L'8 settembre 1859 si svolse l'ultima parata dei Borbone con 47 battaglioni, 33 squadre d'assalto e 64 pezzi d'artiglieria alle quali seguirono le cannonate dai cinque castelli cittadini. La censura era garantita da speciali agenti in borghese, i feroci, pronti ad intervenire qualora qualche canzone o discorso improvvisato potesse offendere il re o le istituzioni. Nel 1888 fu introdotta la sfilata in carrozza, mentre l'edizione del 1902 fu la prima con le lampade a corrente elettrica . Nel 1906 il “Comitato del Museo” composto da intellettuali, artisti ed industriali decise di introdurre le “cavalcate” che consistevano nella rievocazione di episodi storici connessi con le imprese di un personaggio di rilievo tra i quali si contavano anche “I cavalieri della Lega Lombarda”. Durante il Fascismo fu introdotto il “Corteo delle opere liriche” che vedeva autori celebri del melodramma italiano sfilare sui carri sulle note dell'Aida. Nel 1935 l'organizzazione fu affidata all'Opera Nazionale Dopolavoro che aggiunse in programma una nutrita serie di concorsi: fotografico la quale prima edizione fu vinta dal futurista Giulio Parisio, cinematografico, vetrine addobbate, dei posteggiatori, dei ristoratori, dell'uva. Nel 1937 si svolsero a Napoli, in concomitanza con l'evento, la quarta edizione dei “Littorali della cultura e dell'arte”, manifestazione ginnica che vedeva giovani sfidarsi nelle principali competizioni sportive.
Nel 1952 si decise di organizzare contemporaneamente il Festival della Canzone Napoletana che si svolse fino agli anni settanta e la quale organizzazione fu affidata prima al “Comitato delle feste di Napoli” e poi, nel 1962, all'Azienda Autonoma di Soggiorno e Turismo (AAST). Tale passaggio non fu privo di conseguenze.
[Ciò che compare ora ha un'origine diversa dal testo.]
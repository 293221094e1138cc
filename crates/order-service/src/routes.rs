//! 订单服务 HTTP 路由
//!
//! - `POST /api/orders` 创建订单
//! - `GET  /api/orders/{id}` 查询订单及行快照
//! - `PUT  /api/orders/{id}/status` 经状态机校验的状态流转
//! - `GET  /health` 存活探针

use std::sync::Arc;

use axum::extract::{Path, State};
use axum::http::StatusCode;
use axum::response::Json;
use axum::routing::{get, post, put};
use axum::Router;
use serde::Deserialize;
use serde::Serialize;
use tracing::{info, warn};
use uuid::Uuid;

use shop_shared::events::{EventMeta, OrderCancelled, OrderItemInfo};
use shop_shared::kafka::{EventPublisher, publish_json, topics};

use crate::error::Result;
use crate::model::{Order, OrderItem};
use crate::orchestrator::{OrderCreateCommand, OrderCreateHandler};
use crate::state_machine::OrderStatus;
use crate::store::{PgOrderStore, TransitionOutcome};

/// 路由层共享状态
#[derive(Clone)]
pub struct AppState {
    pub store: PgOrderStore,
    pub create_handler: Arc<OrderCreateHandler>,
    pub publisher: Arc<dyn EventPublisher>,
}

/// 状态流转请求
#[derive(Debug, Deserialize)]
#[serde(rename_all = "camelCase")]
pub struct StatusUpdateRequest {
    pub status: OrderStatus,
    #[serde(default)]
    pub reason: Option<String>,
    #[serde(default)]
    pub transaction_id: Option<String>,
    #[serde(default)]
    pub gateway: Option<String>,
}

/// 订单详情响应：订单头 + 行快照
#[derive(Debug, Serialize)]
#[serde(rename_all = "camelCase")]
pub struct OrderResponse {
    #[serde(flatten)]
    pub order: Order,
    pub items: Vec<OrderItem>,
}

pub fn router(state: AppState) -> Router {
    Router::new()
        .route("/api/orders", post(create_order))
        .route("/api/orders/{id}", get(get_order))
        .route("/api/orders/{id}/status", put(update_status))
        .route("/health", get(health))
        .layer(tower_http::trace::TraceLayer::new_for_http())
        .with_state(state)
}

async fn create_order(
    State(state): State<AppState>,
    Json(cmd): Json<OrderCreateCommand>,
) -> Result<(StatusCode, Json<Order>)> {
    let order = state.create_handler.handle(cmd).await?;
    Ok((StatusCode::CREATED, Json(order)))
}

async fn get_order(
    State(state): State<AppState>,
    Path(id): Path<Uuid>,
) -> Result<Json<OrderResponse>> {
    let order = state.store.find(id).await?;
    let items = state.store.find_items(id).await?;
    Ok(Json(OrderResponse { order, items }))
}

async fn update_status(
    State(state): State<AppState>,
    Path(id): Path<Uuid>,
    Json(req): Json<StatusUpdateRequest>,
) -> Result<Json<Order>> {
    let outcome = state
        .store
        .apply_transition(
            id,
            req.status,
            req.reason.as_deref(),
            req.transaction_id.as_deref(),
            req.gateway.as_deref(),
        )
        .await?;

    info!(
        order_id = %id,
        status = %outcome.order.status,
        changed = outcome.changed,
        "订单状态已更新"
    );

    // 取消真正生效时才发布 OrderCancelled，驱动库存返还。
    // 幂等空操作不发布——每次发布的事件 ID 都不同，会绕过消费端去重
    // 造成重复返还。发布失败只记录日志——取消本身已生效，不回滚
    if should_publish_cancelled(&outcome) {
        publish_cancelled(&state, &outcome.order).await;
    }

    Ok(Json(outcome.order))
}

/// 仅在状态流转实际发生且目标为 Cancelled 时发布事件
fn should_publish_cancelled(outcome: &TransitionOutcome) -> bool {
    outcome.changed && outcome.order.status == OrderStatus::Cancelled
}

async fn publish_cancelled(state: &AppState, order: &Order) {
    let items = match state.store.find_items(order.id).await {
        Ok(items) => items,
        Err(e) => {
            warn!(order_id = %order.id, error = %e, "读取订单行失败，OrderCancelled 事件未发布");
            return;
        }
    };

    let event = OrderCancelled {
        meta: EventMeta::new(),
        order_id: order.id,
        client_id: order.client_id,
        client_email: order.client_email.clone(),
        client_name: order.client_name.clone(),
        total: order.total,
        cancellation_reason: order
            .cancellation_reason
            .clone()
            .unwrap_or_else(|| "未提供取消原因".to_string()),
        payment_id: None,
        items: items
            .iter()
            .map(|i| OrderItemInfo {
                product_id: i.product_id,
                quantity: i.quantity,
                unit_price: i.unit_price,
            })
            .collect(),
        cancelled_at: order.cancelled_at.unwrap_or(order.updated_at),
    };

    if let Err(e) = publish_json(
        state.publisher.as_ref(),
        topics::ORDER_CANCELLED,
        &order.id.to_string(),
        &event,
    )
    .await
    {
        warn!(order_id = %order.id, error = %e, "发布 OrderCancelled 事件失败");
    }
}

async fn health() -> Json<serde_json::Value> {
    Json(serde_json::json!({ "status": "ok" }))
}

#[cfg(test)]
mod tests {
    use super::*;

    #[test]
    fn test_status_update_request_camel_case() {
        let req: StatusUpdateRequest = serde_json::from_str(
            r#"{"status":"Cancelled","reason":"客户要求取消","transactionId":"t-1"}"#,
        )
        .unwrap();

        assert_eq!(req.status, OrderStatus::Cancelled);
        assert_eq!(req.reason.as_deref(), Some("客户要求取消"));
        assert_eq!(req.transaction_id.as_deref(), Some("t-1"));
        assert!(req.gateway.is_none());
    }

    #[test]
    fn test_status_update_request_minimal() {
        let req: StatusUpdateRequest = serde_json::from_str(r#"{"status":"Shipped"}"#).unwrap();
        assert_eq!(req.status, OrderStatus::Shipped);
        assert!(req.reason.is_none());
    }

    fn sample_order(status: OrderStatus) -> Order {
        use chrono::Utc;
        use rust_decimal_macros::dec;

        use crate::state_machine::PaymentType;

        let now = Utc::now();
        Order {
            id: Uuid::now_v7(),
            client_id: Uuid::now_v7(),
            client_email: "alice@example.com".to_string(),
            client_name: "Alice".to_string(),
            status,
            payment_type: PaymentType::CreditCard,
            total: dec!(20.00),
            shipping_street: "中山路 1 号".to_string(),
            shipping_city: "上海".to_string(),
            shipping_state: "".to_string(),
            shipping_zip_code: "200000".to_string(),
            shipping_country: "CN".to_string(),
            billing_street: "中山路 1 号".to_string(),
            billing_city: "上海".to_string(),
            billing_state: "".to_string(),
            billing_zip_code: "200000".to_string(),
            billing_country: "CN".to_string(),
            payment_transaction_id: None,
            payment_gateway: None,
            cancellation_reason: None,
            created_at: now,
            updated_at: now,
            paid_at: None,
            shipped_at: None,
            delivered_at: None,
            cancelled_at: None,
        }
    }

    /// 取消真正生效时发布一次；重复提交同状态（幂等空操作）不再发布
    #[test]
    fn test_cancelled_event_only_on_actual_transition() {
        let cancelled = TransitionOutcome {
            order: sample_order(OrderStatus::Cancelled),
            changed: true,
        };
        assert!(should_publish_cancelled(&cancelled));

        // 订单已是 Cancelled，本次请求是空操作——不发布
        let replay = TransitionOutcome {
            order: sample_order(OrderStatus::Cancelled),
            changed: false,
        };
        assert!(!should_publish_cancelled(&replay));

        // 非取消流转不发布
        let shipped = TransitionOutcome {
            order: sample_order(OrderStatus::Shipped),
            changed: true,
        };
        assert!(!should_publish_cancelled(&shipped));
    }
}
//! 支付服务入口
//!
//! 运行 HTTP API（支付处理、退款、查询）和死信队列消费者。

use std::sync::Arc;

use tokio::net::TcpListener;
use tokio::sync::watch;
use tracing::{info, warn};

use shop_shared::config::AppConfig;
use shop_shared::database::Database;
use shop_shared::dlq::DlqConsumer;
use shop_shared::kafka::{EventPublisher, KafkaProducer};
use shop_shared::observability;

use payment_service::processor::PaymentProcessor;
use payment_service::routes::{self, AppState};
use payment_service::store::{PaymentStore, PgPaymentStore};

#[tokio::main]
async fn main() -> anyhow::Result<()> {
    let config = AppConfig::load("payment-service")?;
    observability::init(&config.observability)?;

    info!(
        addr = %config.server_addr(),
        provider = %config.payment.provider,
        currency = %config.payment.currency,
        "payment-service 启动中"
    );

    let db = Database::connect(&config.database).await?;
    let producer = KafkaProducer::new(&config.kafka)?;

    let store: Arc<dyn PaymentStore> = Arc::new(PgPaymentStore::new(db.pool().clone()));
    let publisher: Arc<dyn EventPublisher> = Arc::new(producer.clone());

    let processor = Arc::new(PaymentProcessor::new(
        store.clone(),
        publisher,
        config.payment.clone(),
    ));

    let (shutdown_tx, shutdown_rx) = watch::channel(false);

    let dlq_handle = if config.kafka.dlq_redelivery_enabled {
        let dlq_consumer = DlqConsumer::new(&config, producer.clone())?;
        Some(tokio::spawn(dlq_consumer.run(shutdown_rx.clone())))
    } else {
        warn!("DLQ 重投已按配置禁用");
        None
    };

    let state = AppState { processor, store };

    let listener = TcpListener::bind(config.server_addr()).await?;
    info!("payment-service HTTP 服务已监听 {}", config.server_addr());

    axum::serve(listener, routes::router(state))
        .with_graceful_shutdown(async {
            let _ = tokio::signal::ctrl_c().await;
            info!("收到 ctrl-c，开始优雅关闭");
        })
        .await?;

    let _ = shutdown_tx.send(true);
    if let Some(handle) = dlq_handle {
        let _ = handle.await;
    }

    db.close().await;
    info!("payment-service 已退出");
    Ok(())
}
Mentre il “Comitato” era costituito in prevalenza da soggetti privati, nel secondo questi mancavano del tutto con ricadute gravi sui finanziamenti che, essendo esclusivamente pubblici, si ridussero sempre di più, determinando il declino della festa . Poco servirono le nuove attrazioni della “Gara dei gozzi” a Mergellina nel 1964 e il concorso dei “Vestitini di carta”.
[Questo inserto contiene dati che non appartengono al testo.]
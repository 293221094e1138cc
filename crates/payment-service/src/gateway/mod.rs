//! 支付网关抽象
//!
//! 一个能力接口，三个实现（Mock / Stripe / MercadoPago），
//! 由工厂按（配置的 provider，支付方式）在构造时选定一次。
//! 网关拒绝（如卡片被拒）通过 `success = false` 的结果表达，
//! 只有传输层故障才返回 Err。

pub mod mercadopago;
pub mod mock;
pub mod stripe;

use std::sync::Arc;

use async_trait::async_trait;
use rust_decimal::Decimal;
use uuid::Uuid;

use shop_shared::config::PaymentConfig;
use shop_shared::error::{Result, ShopError};

use crate::model::PaymentMethod;

pub use mercadopago::MercadoPagoGateway;
pub use mock::MockGateway;
pub use stripe::StripeGateway;

// ---------------------------------------------------------------------------
// 请求 / 结果
// ---------------------------------------------------------------------------

/// 扣款请求
#[derive(Debug, Clone)]
pub struct PaymentRequest {
    pub payment_id: Uuid,
    pub order_id: Uuid,
    pub amount: Decimal,
    pub currency: String,
    pub method: PaymentMethod,
    /// 支付令牌（卡片 token 或钱包授权码），永不记录原文
    pub token: String,
    pub client_email: String,
}

/// 扣款结果。success = false 表示网关受理后拒绝，不是错误
#[derive(Debug, Clone)]
pub struct PaymentResult {
    pub success: bool,
    pub transaction_id: Option<String>,
    pub card_brand: Option<String>,
    pub card_last4: Option<String>,
    pub error_code: Option<String>,
    pub error_message: Option<String>,
    /// 网关原始响应，随调用记录落库
    pub raw_response: serde_json::Value,
}

/// 退款请求
#[derive(Debug, Clone)]
pub struct RefundRequest {
    pub payment_id: Uuid,
    pub transaction_id: String,
    pub amount: Decimal,
    pub reason: String,
}

/// 退款结果
#[derive(Debug, Clone)]
pub struct RefundResult {
    pub success: bool,
    pub refund_transaction_id: Option<String>,
    pub error_message: Option<String>,
    pub raw_response: serde_json::Value,
}

// ---------------------------------------------------------------------------
// PaymentGateway trait 与工厂
// ---------------------------------------------------------------------------

/// 支付网关能力接口
#[async_trait]
pub trait PaymentGateway: Send + Sync {
    /// 网关名称，写入 Payment.gateway 字段
    fn name(&self) -> &'static str;

    async fn process_payment(&self, request: &PaymentRequest) -> Result<PaymentResult>;

    async fn process_refund(&self, request: &RefundRequest) -> Result<RefundResult>;
}

/// 网关工厂
///
/// provider 来自配置，支付方式来自请求；不支持的组合是配置错误，
/// 在构造时而非请求途中失败。
pub struct PaymentGatewayFactory;

impl PaymentGatewayFactory {
    pub fn create(
        config: &PaymentConfig,
        method: PaymentMethod,
    ) -> Result<Arc<dyn PaymentGateway>> {
        match config.provider.as_str() {
            // Mock 接受任意支付方式，便于联调
            "mock" => Ok(Arc::new(MockGateway::new())),
            "stripe" => match method {
                PaymentMethod::CreditCard | PaymentMethod::DebitCard => {
                    Ok(Arc::new(StripeGateway::new(config)?))
                }
                other => Err(ShopError::Config(format!(
                    "Stripe 网关不支持支付方式 {other}"
                ))),
            },
            "mercadopago" => match method {
                PaymentMethod::MercadoPago => Ok(Arc::new(MercadoPagoGateway::new(config)?)),
                other => Err(ShopError::Config(format!(
                    "MercadoPago 网关不支持支付方式 {other}"
                ))),
            },
            other => Err(ShopError::Config(format!("未知的支付网关 provider: {other}"))),
        }
    }
}

#[cfg(test)]
mod tests {
    use super::*;

    fn config_with_provider(provider: &str) -> PaymentConfig {
        PaymentConfig {
            provider: provider.to_string(),
            ..PaymentConfig::default()
        }
    }

    #[test]
    fn test_factory_mock_accepts_any_method() {
        let config = config_with_provider("mock");
        for method in [
            PaymentMethod::CreditCard,
            PaymentMethod::MercadoPago,
            PaymentMethod::Cash,
        ] {
            let gateway = PaymentGatewayFactory::create(&config, method).unwrap();
            assert_eq!(gateway.name(), "mock");
        }
    }

    #[test]
    fn test_factory_stripe_only_cards() {
        let config = config_with_provider("stripe");

        assert!(PaymentGatewayFactory::create(&config, PaymentMethod::CreditCard).is_ok());
        assert!(PaymentGatewayFactory::create(&config, PaymentMethod::DebitCard).is_ok());

        let result = PaymentGatewayFactory::create(&config, PaymentMethod::MercadoPago);
        assert!(matches!(result, Err(ShopError::Config(_))));
    }

    #[test]
    fn test_factory_mercadopago_only_wallet() {
        let config = config_with_provider("mercadopago");

        assert!(PaymentGatewayFactory::create(&config, PaymentMethod::MercadoPago).is_ok());
        assert!(matches!(
            PaymentGatewayFactory::create(&config, PaymentMethod::CreditCard),
            Err(ShopError::Config(_))
        ));
    }

    #[test]
    fn test_factory_unknown_provider_is_config_error() {
        let config = config_with_provider("paypal");
        assert!(matches!(
            PaymentGatewayFactory::create(&config, PaymentMethod::PayPal),
            Err(ShopError::Config(_))
        ));
    }
}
Il 10 settembre 1983, però, su iniziativa di Benedetto Casillo, destò sorpresa la “Serenata alla Madonna” che consisteva in una rappresentazione teatrale suddivisa in tre atti: “Napoli more” in cui si denunciavano i problemi della città e l'indifferenza delle istituzioni, “A valigia e cartone” in cui trasaliva il grido di dolore degli emigranti partenopei costretti a fuggire per la penuria di lavoro, infine, “Santa Lucia luntana” dove si recitava l'omaggio dei pescatori alla Madonna dopo le fatiche quotidiane. Dopo la fine del Festival di Napoli iniziò il declino della “Piedigrotta”, che fu sospesa nel 1982. Nel 1983, infatti, l'amministrazione municipale decise di convogliare i finanziamenti verso i terremotati, la sfilata dei carri fu comunque garantita dall'associazione “Napoli Nostra” anche per i due anni seguenti.
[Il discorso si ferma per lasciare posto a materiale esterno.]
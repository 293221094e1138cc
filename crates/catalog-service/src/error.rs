//! 商品目录服务 HTTP 错误响应
//!
//! 与订单服务相同的 problem-details 形状。库存不足映射为 409：
//! 请求本身合法，但与当前库存水平冲突。

use axum::http::StatusCode;
use axum::response::{IntoResponse, Response};
use serde_json::json;

use shop_shared::error::ShopError;

#[derive(Debug)]
pub struct ApiError(pub ShopError);

impl ApiError {
    pub fn status_code(&self) -> StatusCode {
        match &self.0 {
            ShopError::Validation { .. } => StatusCode::BAD_REQUEST,
            ShopError::NotFound { .. } => StatusCode::NOT_FOUND,
            ShopError::InsufficientStock { .. } | ShopError::InvalidStateTransition { .. } => {
                StatusCode::CONFLICT
            }
            ShopError::ExternalService { .. } | ShopError::Gateway { .. } => {
                StatusCode::BAD_GATEWAY
            }
            ShopError::ExternalServiceTimeout { .. } => StatusCode::GATEWAY_TIMEOUT,
            ShopError::Database(_)
            | ShopError::Redis(_)
            | ShopError::Kafka(_)
            | ShopError::Config(_)
            | ShopError::Internal(_) => StatusCode::INTERNAL_SERVER_ERROR,
        }
    }
}

impl IntoResponse for ApiError {
    fn into_response(self) -> Response {
        let status = self.status_code();

        let title = match &self.0 {
            ShopError::Database(e) => {
                tracing::error!(error = %e, "数据库操作失败");
                "服务内部错误，请稍后重试".to_string()
            }
            ShopError::Redis(e) => {
                tracing::error!(error = %e, "Redis 操作失败");
                "服务内部错误，请稍后重试".to_string()
            }
            ShopError::Kafka(e) => {
                tracing::error!(error = %e, "Kafka 操作失败");
                "服务内部错误，请稍后重试".to_string()
            }
            ShopError::Internal(e) | ShopError::Config(e) => {
                tracing::error!(error = %e, "内部错误");
                "服务内部错误，请稍后重试".to_string()
            }
            other => other.to_string(),
        };

        let mut body = json!({
            "type": format!("/errors/{}", self.0.code().to_lowercase().replace('_', "-")),
            "title": title,
            "status": status.as_u16(),
        });

        if let ShopError::Validation { errors } = &self.0
            && let Some(obj) = body.as_object_mut()
        {
            obj.insert("errors".to_string(), json!(errors));
        }

        (status, axum::Json(body)).into_response()
    }
}

impl From<ShopError> for ApiError {
    fn from(err: ShopError) -> Self {
        Self(err)
    }
}

impl From<validator::ValidationErrors> for ApiError {
    fn from(errors: validator::ValidationErrors) -> Self {
        Self(ShopError::from(errors))
    }
}

pub type Result<T> = std::result::Result<T, ApiError>;

#[cfg(test)]
mod tests {
    use super::*;

    #[test]
    fn test_insufficient_stock_is_conflict() {
        let err = ApiError(ShopError::InsufficientStock {
            product_id: "p-1".into(),
            requested: 5,
            available: 2,
        });
        assert_eq!(err.status_code(), StatusCode::CONFLICT);
    }

    #[tokio::test]
    async fn test_insufficient_stock_body() {
        let err = ApiError(ShopError::InsufficientStock {
            product_id: "p-1".into(),
            requested: 5,
            available: 2,
        });
        let response = err.into_response();
        assert_eq!(response.status(), StatusCode::CONFLICT);

        let bytes = axum::body::to_bytes(response.into_body(), usize::MAX)
            .await
            .unwrap();
        let body: serde_json::Value = serde_json::from_slice(&bytes).unwrap();

        assert_eq!(body["type"], "/errors/insufficient-stock");
        assert_eq!(body["status"], 409);
        // 标题包含商品与数量信息，方便调用方直接记录
        assert!(body["title"].as_str().unwrap().contains("p-1"));
    }

    #[test]
    fn test_validation_is_bad_request() {
        let err = ApiError(ShopError::validation("items", "变更列表不能为空"));
        assert_eq!(err.status_code(), StatusCode::BAD_REQUEST);
    }
}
Festival della Canzone napoletana
Secondo Svetonio, lo stesso Nerone quando soggiornò a Napoli fece sosta a Piedigrotta per esibire il suo canto di fronte alla cittadinanza, già considerata a quei tempi altamente intenditrice delle arti musicali. Come in ogni manifestazione popolare il canto era sempre stato parte importante della festa, anche dal punto di vista competitivo. Il popolo di cantori si riuniva in vico Venti in Santa Maria degli Angeli almeno un mese prima dell'inizio dei festeggiamenti per proporre il soggetto delle canzoni da portare alla festa, si tratta dello stile a' ffigliola che consiste «in un solista che intona il testo ed il coro che segue a cappella»; questo stile di canto non è però da confondere con la voce è Napule dei venditori ambulanti e con i strambiotti o le villanelle delle massaie.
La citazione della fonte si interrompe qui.